The blowback to Kansas City Chiefs kicker Harrison Butker’s commencement speech at Benedictine College shows how much our culture has changed in the last generation.

Comments that would have been non-controversial just 20 years ago, now have him targeted for cancellation, and as expected in today’s environment, the official “we don’t support his views” type of comments from several of Butker’s associated organizations and teammates have ensued.

Rather than just inhaling the reaction to Butker’s comments, I hope everyone went and listened to this upstanding young man’s entire speech.

As would be appropriate with any commencement speech, Butker discussed the Class of 2024’s “potential to live a legacy” and encouraged them to live out their vocations.

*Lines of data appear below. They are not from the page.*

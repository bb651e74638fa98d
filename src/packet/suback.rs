//! SUBACK

use std::cmp::Ordering;

use crate::qos::QualityOfService;

/// Subscribe code
#[repr(u8)]
#[derive(Debug, Eq, PartialEq, Copy, Clone)]
pub enum SubscribeReturnCode {
    MaximumQoSLevel0 = 0x00,
    MaximumQoSLevel1 = 0x01,
    MaximumQoSLevel2 = 0x02,
    Failure = 0x80,
}

impl SubscribeReturnCode {
    pub fn from_u8(code: u8) -> Option<SubscribeReturnCode> {
        match code {
            0x00 => Some(SubscribeReturnCode::MaximumQoSLevel0),
            0x01 => Some(SubscribeReturnCode::MaximumQoSLevel1),
            0x02 => Some(SubscribeReturnCode::MaximumQoSLevel2),
            0x80 => Some(SubscribeReturnCode::Failure),
            _ => None,
        }
    }

    /// The granted level, `None` for `Failure`
    pub fn granted_qos(self) -> Option<QualityOfService> {
        match self {
            SubscribeReturnCode::MaximumQoSLevel0 => Some(QualityOfService::AtMostOnce),
            SubscribeReturnCode::MaximumQoSLevel1 => Some(QualityOfService::AtLeastOnce),
            SubscribeReturnCode::MaximumQoSLevel2 => Some(QualityOfService::ExactlyOnce),
            SubscribeReturnCode::Failure => None,
        }
    }
}

impl PartialOrd for SubscribeReturnCode {
    fn partial_cmp(&self, other: &Self) -> Option<Ordering> {
        match (self.granted_qos(), other.granted_qos()) {
            (Some(lhs), Some(rhs)) => Some(lhs.cmp(&rhs)),
            _ => None,
        }
    }
}

impl From<QualityOfService> for SubscribeReturnCode {
    fn from(qos: QualityOfService) -> Self {
        match qos {
            QualityOfService::AtMostOnce => SubscribeReturnCode::MaximumQoSLevel0,
            QualityOfService::AtLeastOnce => SubscribeReturnCode::MaximumQoSLevel1,
            QualityOfService::ExactlyOnce => SubscribeReturnCode::MaximumQoSLevel2,
        }
    }
}

list_packet! {
    /// `SUBACK` packet, one return code per requested filter
    SubackPacket(SubscribeReturnCode) => SubscribeAcknowledgement
}

#[cfg(test)]
mod test {
    use super::*;

    use std::io::Cursor;

    use crate::packet::PacketError;
    use crate::{Decodable, Encodable};

    #[test]
    fn test_suback_packet_encode() {
        let packet = SubackPacket::new(1, vec![SubscribeReturnCode::MaximumQoSLevel0]);

        let mut buf = Vec::new();
        packet.encode(&mut buf).unwrap();
        assert_eq!(&buf[..], b"\x90\x03\x00\x01\x00");
    }

    #[test]
    fn test_suback_packet_decode_failure_code() {
        let packet = SubackPacket::decode(&mut Cursor::new(&b"\x90\x04\x00\x02\x01\x80"[..])).unwrap();

        assert_eq!(packet.packet_identifier(), 2);
        assert_eq!(
            packet.subscribes(),
            &[SubscribeReturnCode::MaximumQoSLevel1, SubscribeReturnCode::Failure][..]
        );
        assert_eq!(SubscribeReturnCode::Failure.granted_qos(), None);
    }

    #[test]
    fn test_suback_packet_invalid_code() {
        assert!(matches!(
            SubackPacket::decode(&mut Cursor::new(&b"\x90\x03\x00\x01\x03"[..])),
            Err(PacketError::InvalidSubscribeReturnCode(3))
        ));
    }

    #[test]
    fn test_subscribe_return_code_ordering() {
        assert!(SubscribeReturnCode::MaximumQoSLevel0 < SubscribeReturnCode::MaximumQoSLevel2);
        assert_eq!(
            SubscribeReturnCode::Failure.partial_cmp(&SubscribeReturnCode::MaximumQoSLevel0),
            None
        );
    }
}
//! `CONNECT` variable header: protocol name, level and flags

use std::io::{self, Read, Write};

use byteorder::{ReadBytesExt, WriteBytesExt};

use crate::control::variable_header::VariableHeaderError;
use crate::{Decodable, Encodable};

pub const PROTOCOL_NAME: &str = "MQTT";
pub const PROTOCOL_LEVEL_3_1_1: u8 = 0x04;

/// Protocol name, `MQTT` for 3.1.1
///
/// ```plain
/// 7                          3                          0
/// +--------------------------+--------------------------+
/// | Length MSB (0)                                      |
/// | Length LSB (4)                                      |
/// | 'M' 'Q' 'T' 'T'                                     |
/// +--------------------------+--------------------------+
/// ```
#[derive(Debug, Eq, PartialEq, Copy, Clone, Default)]
pub struct ProtocolName;

impl ProtocolName {
    pub fn as_str(&self) -> &'static str {
        PROTOCOL_NAME
    }
}

impl Encodable for ProtocolName {
    fn encode<W: Write>(&self, writer: &mut W) -> io::Result<()> {
        PROTOCOL_NAME.encode(writer)
    }

    fn encoded_length(&self) -> u32 {
        PROTOCOL_NAME.encoded_length()
    }
}

impl Decodable for ProtocolName {
    type Error = VariableHeaderError;
    type Cond = ();

    fn decode_with<R: Read>(reader: &mut R, _rest: ()) -> Result<ProtocolName, VariableHeaderError> {
        let name = String::decode(reader)?;
        if name == PROTOCOL_NAME {
            Ok(ProtocolName)
        } else {
            Err(VariableHeaderError::InvalidProtocolName(name))
        }
    }
}

/// Protocol level. This client speaks 3.1.1 only.
#[derive(Debug, Eq, PartialEq, Copy, Clone)]
pub enum ProtocolLevel {
    Version311,
}

impl ProtocolLevel {
    pub fn to_u8(self) -> u8 {
        match self {
            ProtocolLevel::Version311 => PROTOCOL_LEVEL_3_1_1,
        }
    }

    pub fn from_u8(level: u8) -> Option<ProtocolLevel> {
        match level {
            PROTOCOL_LEVEL_3_1_1 => Some(ProtocolLevel::Version311),
            _ => None,
        }
    }
}

impl Encodable for ProtocolLevel {
    fn encode<W: Write>(&self, writer: &mut W) -> io::Result<()> {
        writer.write_u8(self.to_u8())
    }

    fn encoded_length(&self) -> u32 {
        1
    }
}

impl Decodable for ProtocolLevel {
    type Error = VariableHeaderError;
    type Cond = ();

    fn decode_with<R: Read>(reader: &mut R, _rest: ()) -> Result<ProtocolLevel, VariableHeaderError> {
        let level = reader.read_u8()?;
        ProtocolLevel::from_u8(level).ok_or(VariableHeaderError::InvalidProtocolLevel(level))
    }
}

const USER_NAME: u8 = 0b1000_0000;
const PASSWORD: u8 = 0b0100_0000;
const WILL_RETAIN: u8 = 0b0010_0000;
const WILL_QOS: u8 = 0b0001_1000;
const WILL_FLAG: u8 = 0b0000_0100;
const CLEAN_SESSION: u8 = 0b0000_0010;
const RESERVED: u8 = 0b0000_0001;

/// Flags for `CONNECT` packet
///
/// The will, user name and password bits announce payload sections. Only set them when
/// the matching section is actually written, otherwise the broker will misparse the
/// packet. This client never writes those sections.
#[derive(Debug, Eq, PartialEq, Copy, Clone, Default)]
pub struct ConnectFlags {
    pub user_name: bool,
    pub password: bool,
    pub will_retain: bool,
    pub will_qos: u8,
    pub will_flag: bool,
    pub clean_session: bool,
    pub reserved: bool,
}

impl ConnectFlags {
    pub fn empty() -> ConnectFlags {
        ConnectFlags::default()
    }

    pub fn to_u8(&self) -> u8 {
        let mut bits = (self.will_qos << 3) & WILL_QOS;
        for &(set, bit) in &[
            (self.user_name, USER_NAME),
            (self.password, PASSWORD),
            (self.will_retain, WILL_RETAIN),
            (self.will_flag, WILL_FLAG),
            (self.clean_session, CLEAN_SESSION),
            (self.reserved, RESERVED),
        ] {
            if set {
                bits |= bit;
            }
        }
        bits
    }

    pub fn from_u8(bits: u8) -> ConnectFlags {
        ConnectFlags {
            user_name: bits & USER_NAME != 0,
            password: bits & PASSWORD != 0,
            will_retain: bits & WILL_RETAIN != 0,
            will_qos: (bits & WILL_QOS) >> 3,
            will_flag: bits & WILL_FLAG != 0,
            clean_session: bits & CLEAN_SESSION != 0,
            reserved: bits & RESERVED != 0,
        }
    }

    /// Whether any bit announces a payload section beyond the client identifier
    pub fn announces_extra_payload(&self) -> bool {
        self.to_u8() & !(CLEAN_SESSION | RESERVED) != 0
    }
}

impl Encodable for ConnectFlags {
    fn encode<W: Write>(&self, writer: &mut W) -> io::Result<()> {
        writer.write_u8(self.to_u8())
    }

    fn encoded_length(&self) -> u32 {
        1
    }
}

impl Decodable for ConnectFlags {
    type Error = VariableHeaderError;
    type Cond = ();

    fn decode_with<R: Read>(reader: &mut R, _rest: ()) -> Result<ConnectFlags, VariableHeaderError> {
        let bits = reader.read_u8()?;
        if bits & RESERVED != 0 {
            return Err(VariableHeaderError::InvalidReservedFlag);
        }

        Ok(ConnectFlags::from_u8(bits))
    }
}

#[cfg(test)]
mod test {
    use super::*;

    use std::io::Cursor;

    #[test]
    fn protocol_name_must_be_mqtt() {
        let mut buf = Vec::new();
        ProtocolName.encode(&mut buf).unwrap();
        assert_eq!(&buf[..], b"\x00\x04MQTT");

        assert!(matches!(
            ProtocolName::decode(&mut Cursor::new(&b"\x00\x06MQIsdp"[..])),
            Err(VariableHeaderError::InvalidProtocolName(ref name)) if name == "MQIsdp"
        ));
    }

    #[test]
    fn protocol_level() {
        assert_eq!(ProtocolLevel::Version311.to_u8(), 4);
        assert!(matches!(
            ProtocolLevel::decode(&mut Cursor::new(&b"\x05"[..])),
            Err(VariableHeaderError::InvalidProtocolLevel(5))
        ));
    }

    #[test]
    fn clean_session_bit() {
        let mut flags = ConnectFlags::empty();
        flags.clean_session = true;
        assert_eq!(flags.to_u8(), 0b0000_0010);
        assert!(!flags.announces_extra_payload());
        assert_eq!(ConnectFlags::from_u8(0b0000_0010), flags);
    }

    #[test]
    fn payload_bits() {
        let flags = ConnectFlags::from_u8(0b1100_0000);
        assert!(flags.user_name);
        assert!(flags.password);
        assert!(flags.announces_extra_payload());

        let flags = ConnectFlags::from_u8(0b0001_0000);
        assert_eq!(flags.will_qos, 2);
        assert!(flags.announces_extra_payload());
    }

    #[test]
    fn reserved_bit_rejected_on_decode() {
        assert!(matches!(
            ConnectFlags::decode(&mut Cursor::new(&b"\x03"[..])),
            Err(VariableHeaderError::InvalidReservedFlag)
        ));
    }
}
//! PINGREQ

empty_packet! {
    /// `PINGREQ` packet
    PingreqPacket => PingRequest
}

#[cfg(test)]
mod test {
    use super::*;

    use crate::Encodable;

    #[test]
    fn test_pingreq_packet_basic() {
        let mut buf = Vec::new();
        PingreqPacket::new().encode(&mut buf).unwrap();
        assert_eq!(&buf[..], b"\xc0\x00");
    }
}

With the discussion of vocation, he then addressed women specifically. He said he understood many of the graduates were looking forward to their careers and the associated advancement opportunities, but he continued, saying he would “venture to guess, that the majority of you are most excited about your marriage and about your children that you will bring into this world.”

He then brought it home, talking about his own wife, and how, if asked, she would say her life truly started when she began living her vocation as a wife and as a mother. He said she leans into her vocation and embraces one of the most important titles of all – “homemaker.”

The comment received rounding applause.

Butker said his wife was the primary educator to their children, keeps him focused on his responsibility as husband and father, and through their marriage they will both attain salvation.

Rather than push the graduates toward the grind, focused on the stereotypical ladder of success, he suggested they would experience the most happiness when they “disregard the outside noise and move closer and closer to God’s will in their life.”

The leftist media, who seem to want nothing more than to cultivate the emasculation of men, especially Godly men, have pitched headline after headline of conceived outrage even while everyone associated with Butker has supported him as a person of high moral integrity.

What has not been discussed with Butker’s speech, but is possibly one of the most important elements of it, is the challenge he lays down to men.

He said it is “imperative that this generation must stop pretending that the things we see around us are normal.”

He said men set the tone of the culture and they need to “be unapologetic in your masculinity, fighting against the cultural emasculation of men.”

Butker has three Super Bowl rings, but didn’t use a sports metaphor when encouraging men to pick up their traditional mantle. Because men also have a vocation and using a sports trope isn’t necessary to ask men to be manly.

“Do hard things. Never settle for what is easy.”

Men do need to be challenged. Especially now. Because things have become very strange with masculinity in our culture.

At what point in history did men quit feeling responsible to be the breadwinner of the family unit? When did we decide it was not a failure  of our position as husbands and fathers to share that title, forcing wives into supporting the family budget and contracting out child-rearing responsibilities to daycare providers?

I’m hoping there were many young men who heard the controversy and went and listened to Butker’s entire speech, instead of just conflagrated snippets on TikTok that they saw while scrolling on their phones, while laying on a couch, eating chips, searching for ideas for manly new tattoo designs.

Why does the media promote the concept of women abandoning a vocation as wife and mother and ignore the concept of the men being responsible for providing for the family?

We need more Harrison Butker speeches in society today, but our reaction needs to be one of contemplation of our responsibilities, man or woman, and not of some new woke ideal for today’s culture.

Dan Thalmann is the owner/publisher of the Washington County News and is a Past President of the Kansas Press Association. He has won numerous journalism awards in many categories over the years, including multiple awards as the best mid-sized weekly newspaper in Kansas.